= Beginning of Section =
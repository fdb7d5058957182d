//! Command-line interface and the non-interactive subcommands.

use std::io::{self, Write};
use std::path::PathBuf;

use clap::{Parser, Subcommand, ValueEnum};
use thiserror::Error;

use crate::bites::search::{filter_records, results_caption, EmptyQueryPolicy, SEARCH_DATA};
use crate::catalog::{bite_ids, filter_by_difficulty, find_bite, Difficulty, Route, BITES};
use crate::theme::ThemeMode;

#[derive(Parser, Debug)]
#[command(name = "bites", author, version, about = "Frontend interaction demos in the terminal")]
pub struct Cli {
    /// Config file [default: <config dir>/frontend-bites/config.toml]
    #[arg(long, value_name = "PATH", global = true)]
    pub config: Option<PathBuf>,

    /// Start in this theme instead of the saved one
    #[arg(long, value_enum)]
    pub theme: Option<ThemeArg>,

    /// Open a bite directly by id (see `bites list`)
    #[arg(long, value_name = "ID")]
    pub open: Option<String>,

    #[command(subcommand)]
    pub command: Option<Command>,
}

#[derive(Subcommand, Debug)]
pub enum Command {
    /// Print the bite catalog
    List {
        /// Only show bites of this difficulty
        #[arg(long)]
        difficulty: Option<Difficulty>,
    },
    /// Run the search filter once and print the matches
    Search {
        term: String,

        /// List every record when the term is blank
        #[arg(long)]
        show_all_on_empty: bool,
    },
}

#[derive(ValueEnum, Debug, Clone, Copy, PartialEq, Eq)]
pub enum ThemeArg {
    Light,
    Dark,
}

impl From<ThemeArg> for ThemeMode {
    fn from(arg: ThemeArg) -> Self {
        match arg {
            ThemeArg::Light => ThemeMode::Light,
            ThemeArg::Dark => ThemeMode::Dark,
        }
    }
}

#[derive(Debug, Error, PartialEq, Eq)]
#[error("Bite '{id}' not found. Available bites: {available}")]
pub struct UnknownBite {
    pub id: String,
    pub available: String,
}

/// Route for `--open ID`.
pub fn resolve_route(id: &str) -> Result<Route, UnknownBite> {
    find_bite(id).map(|bite| bite.route).ok_or_else(|| UnknownBite {
        id: id.to_string(),
        available: bite_ids().join(", "),
    })
}

pub fn print_catalog(out: &mut impl Write, difficulty: Option<Difficulty>) -> io::Result<()> {
    let bites = filter_by_difficulty(BITES, difficulty);
    if bites.is_empty() {
        return writeln!(out, "No bites found for this difficulty level.");
    }
    for bite in bites {
        writeln!(
            out,
            "{:<18} {:<14} {:<13} {}",
            bite.id,
            bite.category.label(),
            bite.difficulty.label(),
            bite.title
        )?;
    }
    Ok(())
}

pub fn print_search(out: &mut impl Write, term: &str, policy: EmptyQueryPolicy) -> io::Result<()> {
    let results = filter_records(term, SEARCH_DATA, policy);
    writeln!(out, "{}", results_caption(term, results.len()))?;
    if results.is_empty() && !term.trim().is_empty() {
        writeln!(out, "No results found for \"{term}\"")?;
    }
    for record in results {
        writeln!(out, "{:>3}  {:<18} {}", record.id, record.name, record.category)?;
    }
    Ok(())
}
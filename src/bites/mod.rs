//! The interaction patterns behind each demo page.
//!
//! - [`debounce`]: settle a rapidly changing value after a quiet period
//! - [`infinite`]: append pages from a producer when a sentinel comes into view
//! - [`search`]: pure filter over the static search dataset
//! - [`demo_items`]: sample data and a slow producer for the scroll page

pub mod debounce;
pub mod demo_items;
pub mod infinite;
pub mod search;

pub use debounce::Debounced;
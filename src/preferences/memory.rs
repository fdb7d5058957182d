//! In-process preference store for tests and ephemeral sessions.

use parking_lot::Mutex;
use tokio::sync::broadcast;

use super::{
    change_channel, diff_maps, ChangeOrigin, PreferenceChange, PreferenceError, PreferenceMap,
    PreferenceStore,
};

#[derive(Debug, Default)]
struct State {
    values: PreferenceMap,
    /// Backing values as another session would have left them.
    external: Option<PreferenceMap>,
}

pub struct MemoryPreferenceStore {
    state: Mutex<State>,
    changes: broadcast::Sender<PreferenceChange>,
}

impl MemoryPreferenceStore {
    pub fn new() -> Self {
        Self {
            state: Mutex::new(State::default()),
            changes: change_channel(),
        }
    }

    pub fn with_value(key: &str, value: &str) -> Self {
        let store = Self::new();
        store
            .state
            .lock()
            .values
            .insert(key.to_string(), value.to_string());
        store
    }

    /// Simulate another session writing `key`. Visible after
    /// [`poll_external`](PreferenceStore::poll_external).
    pub fn set_external(&self, key: &str, value: &str) {
        let mut state = self.state.lock();
        let mut external = state.external.take().unwrap_or_else(|| state.values.clone());
        external.insert(key.to_string(), value.to_string());
        state.external = Some(external);
    }
}

impl Default for MemoryPreferenceStore {
    fn default() -> Self {
        Self::new()
    }
}

impl PreferenceStore for MemoryPreferenceStore {
    fn read(&self, key: &str) -> Result<Option<String>, PreferenceError> {
        Ok(self.state.lock().values.get(key).cloned())
    }

    fn write(&self, key: &str, value: &str) -> Result<(), PreferenceError> {
        let previous = self
            .state
            .lock()
            .values
            .insert(key.to_string(), value.to_string());
        if previous.as_deref() != Some(value) {
            let _ = self.changes.send(PreferenceChange {
                key: key.to_string(),
                value: Some(value.to_string()),
                origin: ChangeOrigin::Local,
            });
        }
        Ok(())
    }

    fn subscribe(&self) -> broadcast::Receiver<PreferenceChange> {
        self.changes.subscribe()
    }

    fn poll_external(&self) -> Result<Vec<PreferenceChange>, PreferenceError> {
        let mut state = self.state.lock();
        let Some(external) = state.external.take() else {
            return Ok(Vec::new());
        };
        let changes = diff_maps(&state.values, &external, ChangeOrigin::External);
        state.values = external;
        drop(state);

        for change in &changes {
            let _ = self.changes.send(change.clone());
        }
        Ok(changes)
    }
}

#[cfg(test)]
mod tests {
    use super::*;

    #[test]
    fn external_change_waits_for_poll() {
        let store = MemoryPreferenceStore::with_value("theme", "light");
        let mut rx = store.subscribe();

        store.set_external("theme", "dark");
        assert_eq!(store.read("theme").unwrap().as_deref(), Some("light"));

        let changes = store.poll_external().unwrap();
        assert_eq!(changes.len(), 1);
        assert_eq!(store.read("theme").unwrap().as_deref(), Some("dark"));
        assert_eq!(rx.try_recv().unwrap().origin, ChangeOrigin::External);
    }

    #[test]
    fn unchanged_external_value_reports_nothing() {
        let store = MemoryPreferenceStore::with_value("theme", "dark");
        store.set_external("theme", "dark");
        assert!(store.poll_external().unwrap().is_empty());
    }
}
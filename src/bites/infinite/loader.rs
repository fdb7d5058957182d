//! Paged, append-only item collection with a single in-flight fetch.

use std::sync::atomic::{AtomicU64, Ordering};
use std::time::{Duration, Instant};

use super::producer::ProducerError;

static NEXT_LOADER_ID: AtomicU64 = AtomicU64::new(1);

/// Identity of one loader instance. Never reused within a process.
#[derive(Debug, Clone, Copy, PartialEq, Eq, Hash)]
pub struct LoaderId(u64);

impl LoaderId {
    fn next() -> Self {
        Self(NEXT_LOADER_ID.fetch_add(1, Ordering::Relaxed))
    }
}

/// Token for one started fetch. Its result is only applied while the ticket
/// is still the loader's in-flight ticket.
#[derive(Debug, Clone, Copy, PartialEq, Eq, Hash)]
pub struct FetchTicket {
    loader: LoaderId,
    seq: u64,
}

impl FetchTicket {
    pub fn loader(&self) -> LoaderId {
        self.loader
    }
}

/// Bounded retry with exponential backoff after producer failures.
#[derive(Debug, Clone, Copy, PartialEq, Eq)]
pub struct RetryPolicy {
    /// Consecutive failures after which the loader stops for good.
    pub max_attempts: u32,
    /// Wait after the first failure; doubles with each further failure.
    pub backoff_base: Duration,
}

impl RetryPolicy {
    pub fn new(max_attempts: u32, backoff_base: Duration) -> Self {
        Self {
            max_attempts: max_attempts.max(1),
            backoff_base,
        }
    }

    /// Backoff to wait after the `failures`-th consecutive failure.
    pub fn backoff_for(&self, failures: u32) -> Duration {
        let exponent = failures.saturating_sub(1).min(16);
        self.backoff_base.saturating_mul(1u32 << exponent)
    }
}

impl Default for RetryPolicy {
    fn default() -> Self {
        Self::new(3, Duration::from_millis(500))
    }
}

/// What a completed fetch did to the loader.
#[derive(Debug, Clone, Copy, PartialEq, Eq)]
pub enum LoadOutcome {
    Appended(usize),
    Exhausted,
    Failed { retry_at: Instant },
    GaveUp { attempts: u32 },
    /// The ticket was stale or belonged to another loader.
    Discarded,
}

#[derive(Debug)]
pub struct InfiniteLoader<T> {
    id: LoaderId,
    items: Vec<T>,
    has_more: bool,
    in_flight: Option<FetchTicket>,
    next_seq: u64,
    torn_down: bool,
    retry: RetryPolicy,
    failures: u32,
    retry_at: Option<Instant>,
    last_error: Option<String>,
    fetches_started: u64,
}

impl<T> InfiniteLoader<T> {
    pub fn new(retry: RetryPolicy) -> Self {
        Self::with_items(Vec::new(), retry)
    }

    /// Start from items that are already on screen.
    pub fn with_items(items: Vec<T>, retry: RetryPolicy) -> Self {
        Self {
            id: LoaderId::next(),
            items,
            has_more: true,
            in_flight: None,
            next_seq: 0,
            torn_down: false,
            retry,
            failures: 0,
            retry_at: None,
            last_error: None,
            fetches_started: 0,
        }
    }

    pub fn id(&self) -> LoaderId {
        self.id
    }

    pub fn items(&self) -> &[T] {
        &self.items
    }

    pub fn is_loading(&self) -> bool {
        self.in_flight.is_some()
    }

    pub fn has_more(&self) -> bool {
        self.has_more
    }

    pub fn last_error(&self) -> Option<&str> {
        self.last_error.as_deref()
    }

    pub fn failures(&self) -> u32 {
        self.failures
    }

    pub fn fetches_started(&self) -> u64 {
        self.fetches_started
    }

    /// React to a visibility report from the sentinel binding.
    pub fn trigger(&mut self, visible: bool, now: Instant) -> Option<FetchTicket> {
        if !visible {
            return None;
        }
        self.begin(now)
    }

    /// Start a fetch if none is in flight, more items may exist, and any
    /// retry backoff has elapsed.
    pub fn begin(&mut self, now: Instant) -> Option<FetchTicket> {
        if self.torn_down || self.in_flight.is_some() || !self.has_more {
            return None;
        }
        if matches!(self.retry_at, Some(at) if now < at) {
            tracing::trace!(loader = self.id.0, "fetch suppressed during backoff");
            return None;
        }

        self.next_seq += 1;
        let ticket = FetchTicket {
            loader: self.id,
            seq: self.next_seq,
        };
        self.in_flight = Some(ticket);
        self.fetches_started += 1;
        tracing::debug!(loader = self.id.0, seq = ticket.seq, "fetch started");
        Some(ticket)
    }

    /// Apply the result of the fetch identified by `ticket`.
    pub fn complete(
        &mut self,
        ticket: FetchTicket,
        result: Result<Vec<T>, ProducerError>,
        now: Instant,
    ) -> LoadOutcome {
        if self.in_flight != Some(ticket) {
            tracing::debug!(
                loader = self.id.0,
                seq = ticket.seq,
                "discarding result of stale fetch"
            );
            return LoadOutcome::Discarded;
        }
        self.in_flight = None;

        match result {
            Ok(batch) if batch.is_empty() => {
                self.has_more = false;
                self.reset_failures();
                tracing::debug!(loader = self.id.0, total = self.items.len(), "producer exhausted");
                LoadOutcome::Exhausted
            }
            Ok(batch) => {
                let count = batch.len();
                self.items.extend(batch);
                self.reset_failures();
                tracing::debug!(loader = self.id.0, count, total = self.items.len(), "batch appended");
                LoadOutcome::Appended(count)
            }
            Err(err) => {
                self.failures += 1;
                self.last_error = Some(err.message().to_string());
                if self.failures >= self.retry.max_attempts {
                    self.has_more = false;
                    self.retry_at = None;
                    tracing::warn!(
                        loader = self.id.0,
                        attempts = self.failures,
                        error = %err,
                        "giving up after repeated fetch failures"
                    );
                    return LoadOutcome::GaveUp {
                        attempts: self.failures,
                    };
                }
                let retry_at = now + self.retry.backoff_for(self.failures);
                self.retry_at = Some(retry_at);
                tracing::warn!(
                    loader = self.id.0,
                    attempt = self.failures,
                    error = %err,
                    "fetch failed, will retry"
                );
                LoadOutcome::Failed { retry_at }
            }
        }
    }

    /// Stop accepting work. Any in-flight result will be discarded.
    pub fn teardown(&mut self) {
        if let Some(ticket) = self.in_flight.take() {
            tracing::debug!(loader = self.id.0, seq = ticket.seq, "torn down with fetch in flight");
        }
        self.torn_down = true;
    }

    pub fn is_torn_down(&self) -> bool {
        self.torn_down
    }

    fn reset_failures(&mut self) {
        self.failures = 0;
        self.retry_at = None;
        self.last_error = None;
    }
}

#[cfg(test)]
mod tests {
    use super::*;

    fn ms(value: u64) -> Duration {
        Duration::from_millis(value)
    }

    #[test]
    fn second_begin_is_suppressed_while_in_flight() {
        let now = Instant::now();
        let mut loader: InfiniteLoader<u32> = InfiniteLoader::new(RetryPolicy::default());

        let ticket = loader.begin(now).expect("first fetch starts");
        assert!(loader.is_loading());
        assert!(loader.begin(now).is_none());

        assert_eq!(loader.complete(ticket, Ok(vec![1, 2]), now), LoadOutcome::Appended(2));
        assert!(!loader.is_loading());
        assert!(loader.begin(now).is_some());
    }

    #[test]
    fn invisible_trigger_does_nothing() {
        let mut loader: InfiniteLoader<u32> = InfiniteLoader::new(RetryPolicy::default());
        assert!(loader.trigger(false, Instant::now()).is_none());
        assert_eq!(loader.fetches_started(), 0);
    }

    #[test]
    fn seeded_items_come_first() {
        let now = Instant::now();
        let mut loader = InfiniteLoader::with_items(vec![1, 2, 3], RetryPolicy::default());
        let ticket = loader.begin(now).unwrap();
        loader.complete(ticket, Ok(vec![4]), now);
        assert_eq!(loader.items(), &[1, 2, 3, 4]);
    }

    #[test]
    fn empty_batch_exhausts_permanently() {
        let now = Instant::now();
        let mut loader: InfiniteLoader<u32> = InfiniteLoader::new(RetryPolicy::default());

        let ticket = loader.begin(now).unwrap();
        assert_eq!(loader.complete(ticket, Ok(vec![]), now), LoadOutcome::Exhausted);
        assert!(!loader.has_more());
        assert!(loader.begin(now + ms(10_000)).is_none());
    }

    #[test]
    fn failure_keeps_items_and_clears_loading() {
        let now = Instant::now();
        let mut loader = InfiniteLoader::with_items(vec![1], RetryPolicy::new(3, ms(100)));

        let ticket = loader.begin(now).unwrap();
        let outcome = loader.complete(ticket, Err(ProducerError::new("boom")), now);
        assert_eq!(outcome, LoadOutcome::Failed { retry_at: now + ms(100) });
        assert_eq!(loader.items(), &[1]);
        assert!(!loader.is_loading());
        assert!(loader.has_more());
        assert_eq!(loader.last_error(), Some("boom"));
    }

    #[test]
    fn backoff_doubles_and_blocks_early_retries() {
        let now = Instant::now();
        let mut loader: InfiniteLoader<u32> = InfiniteLoader::new(RetryPolicy::new(5, ms(100)));

        let ticket = loader.begin(now).unwrap();
        loader.complete(ticket, Err(ProducerError::new("down")), now);
        assert!(loader.begin(now + ms(99)).is_none());

        let at = now + ms(100);
        let ticket = loader.begin(at).expect("retry after backoff");
        let outcome = loader.complete(ticket, Err(ProducerError::new("down")), at);
        assert_eq!(outcome, LoadOutcome::Failed { retry_at: at + ms(200) });
        assert!(loader.begin(at + ms(199)).is_none());
        assert!(loader.begin(at + ms(200)).is_some());
    }

    #[test]
    fn gives_up_after_max_attempts() {
        let now = Instant::now();
        let mut loader: InfiniteLoader<u32> = InfiniteLoader::new(RetryPolicy::new(2, Duration::ZERO));

        let ticket = loader.begin(now).unwrap();
        loader.complete(ticket, Err(ProducerError::new("x")), now);
        let ticket = loader.begin(now).unwrap();
        assert_eq!(
            loader.complete(ticket, Err(ProducerError::new("x")), now),
            LoadOutcome::GaveUp { attempts: 2 }
        );
        assert!(!loader.has_more());
        assert!(loader.begin(now).is_none());
        assert_eq!(loader.last_error(), Some("x"));
    }

    #[test]
    fn success_resets_failure_count() {
        let now = Instant::now();
        let mut loader: InfiniteLoader<u32> = InfiniteLoader::new(RetryPolicy::new(2, Duration::ZERO));

        let ticket = loader.begin(now).unwrap();
        loader.complete(ticket, Err(ProducerError::new("x")), now);
        let ticket = loader.begin(now).unwrap();
        loader.complete(ticket, Ok(vec![1]), now);
        assert_eq!(loader.failures(), 0);
        assert_eq!(loader.last_error(), None);
    }

    #[test]
    fn result_after_teardown_is_discarded() {
        let now = Instant::now();
        let mut loader: InfiniteLoader<u32> = InfiniteLoader::new(RetryPolicy::default());

        let ticket = loader.begin(now).unwrap();
        loader.teardown();
        assert!(!loader.is_loading());
        assert_eq!(loader.complete(ticket, Ok(vec![9]), now), LoadOutcome::Discarded);
        assert!(loader.items().is_empty());
        assert!(loader.begin(now).is_none());
    }

    #[test]
    fn foreign_ticket_is_discarded() {
        let now = Instant::now();
        let mut first: InfiniteLoader<u32> = InfiniteLoader::new(RetryPolicy::default());
        let mut second: InfiniteLoader<u32> = InfiniteLoader::new(RetryPolicy::default());

        let foreign = first.begin(now).unwrap();
        let _own = second.begin(now).unwrap();
        assert_eq!(second.complete(foreign, Ok(vec![1]), now), LoadOutcome::Discarded);
        assert!(second.is_loading());
    }

    #[test]
    fn backoff_saturates() {
        let policy = RetryPolicy::new(100, Duration::from_secs(u64::MAX / 2));
        assert_eq!(policy.backoff_for(50), Duration::MAX);
    }
}
use ratatui::style::{Modifier, Style};
use ratatui::text::{Line, Span};
use ratatui::widgets::{Block, Borders, Paragraph};

use crate::catalog::Route;
use crate::theme::ThemeMode;
use crate::ui::theme::Palette;

pub struct Header;

impl Default for Header {
    fn default() -> Self {
        Self::new()
    }
}

impl Header {
    pub fn new() -> Self {
        Self
    }

    pub fn widget(&self, palette: &Palette, route: Route, mode: ThemeMode) -> Paragraph<'static> {
        let text_style = Style::default().fg(palette.text);
        let separator_style = Style::default().fg(palette.muted);
        let title_style = Style::default()
            .fg(palette.accent)
            .add_modifier(Modifier::BOLD);
        let mode_label = if mode.is_dark() { "☾ Dark" } else { "☀ Light" };

        let mut spans = vec![
            Span::styled("  ⚡ ", title_style),
            Span::styled("Frontend Bites", title_style),
        ];
        if route != Route::Landing {
            spans.push(Span::styled("  │  ", separator_style));
            spans.push(Span::styled(route.title(), text_style));
        }
        spans.push(Span::styled("  │  ", separator_style));
        spans.push(Span::styled(mode_label, text_style));

        Paragraph::new(Line::from(spans))
            .style(Style::default().bg(palette.background))
            .block(
                Block::default()
                    .borders(Borders::TOP | Borders::BOTTOM)
                    .border_style(Style::default().fg(palette.border)),
            )
    }
}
= End of Section =
**What is expected**:
Within the data above, pick out all lines holding the word "false".

**Solution to the problem**:
            torn_down: false,
                self.has_more = false;
                    self.has_more = false;
        assert!(loader.trigger(false, Instant::now()).is_none());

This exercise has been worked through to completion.